Objective
To assess the outcomes of children with acquired aplastic anemia (AA) treated in China with first‐line porcine anti‐lymphocyte immunoglobulin (p‐ALG)/rabbit anti‐thymocyte immunoglobulin (r‐ATG) combined with cyclosporine A (CSA).
Methods
We performed a single‐center, non‐randomized, retrospective cohort study to assess the outcomes of 189 children with AA treated in China with first‐line p‐ALG/r‐ATG combined with CSA between 2014 and 2018.
Results
No significant differences were observed in the overall response rates at 3, 6, 12, or 24 months (3 months: 61.9% vs 67.4%, P = .5; 6 months: 70.9% vs 73.9%, P = .69; 12 months: 77.3% vs 73.3%, P = .58; 24 months: 81.6% vs 78.6%, P = .59) after either p‐ALG‐ or r‐ATG‐based immunosuppressive therapy.
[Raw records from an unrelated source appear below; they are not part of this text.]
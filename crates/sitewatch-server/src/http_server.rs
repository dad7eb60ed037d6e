//! HTTP server for the Prometheus metrics and site status endpoints.

use crate::metrics::MetricsRegistry;
use crate::registry::SiteRegistry;
use axum::{
    Json, Router,
    extract::{Path, State},
    http::StatusCode,
    response::{IntoResponse, Response},
    routing::get,
};
use prometheus_client::encoding::text::encode;
use sitecheck::SiteId;
use std::sync::Arc;
use tokio::net::TcpListener;
use tower::ServiceBuilder;
use tower_http::trace::TraceLayer;
use tracing::{info, warn};

/// Shared handler state
#[derive(Clone)]
pub struct AppState {
    pub metrics: Arc<MetricsRegistry>,
    pub registry: Arc<SiteRegistry>,
}

/// HTTP server for metrics and read-only site status
pub struct StatusServer {
    state: AppState,
    listen_addr: String,
}

impl StatusServer {
    /// Create a new status server
    pub fn new(state: AppState, listen_addr: String) -> Self {
        Self { state, listen_addr }
    }

    /// Build the router
    pub fn router(state: AppState) -> Router {
        Router::new()
            .route("/metrics", get(metrics_handler))
            .route("/sites", get(sites_handler))
            .route("/sites/:id", get(site_handler))
            .route("/logs", get(logs_handler))
            .layer(ServiceBuilder::new().layer(TraceLayer::new_for_http()))
            .with_state(state)
    }

    /// Run the HTTP server
    pub async fn run(self) -> std::io::Result<()> {
        info!(listen_addr = %self.listen_addr, "Starting status HTTP server");

        let app = Self::router(self.state);
        let listener = TcpListener::bind(&self.listen_addr).await?;
        info!(listen_addr = %self.listen_addr, "Status server listening");

        axum::serve(listener, app).await
    }
}

/// Handler for /metrics endpoint
async fn metrics_handler(State(state): State<AppState>) -> Response {
    let mut buffer = String::new();
    if let Err(e) = encode(&mut buffer, &state.metrics.registry) {
        warn!(error = %e, "Failed to encode metrics");
        return (
            StatusCode::INTERNAL_SERVER_ERROR,
            format!("Failed to encode metrics: {}", e),
        )
            .into_response();
    }

    (
        StatusCode::OK,
        [("content-type", "text/plain; version=0.0.4")],
        buffer,
    )
        .into_response()
}

/// Handler for /sites
async fn sites_handler(State(state): State<AppState>) -> Response {
    Json(state.registry.sites().await).into_response()
}

/// Handler for /sites/:id
async fn site_handler(State(state): State<AppState>, Path(id): Path<SiteId>) -> Response {
    match state.registry.site(id).await {
        Some(site) => Json(site).into_response(),
        None => (StatusCode::NOT_FOUND, format!("Site {} not found", id)).into_response(),
    }
}

/// Handler for /logs
async fn logs_handler(State(state): State<AppState>) -> Response {
    Json(state.registry.logs()).into_response()
}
No significant differences were observed in overall survival or failure‐free survival between the p‐ALG group and the r‐ATG group.
Conclusion
Our results reveal that the therapeutic efficacy and safety of p‐ALG combined with CSA did not differ significantly from those of r‐ATG combined with CSA as first‐line therapy for pediatric patients with AA. Moreover, p‐ALG has the advantage of significantly lower cost compared with r‐ATG.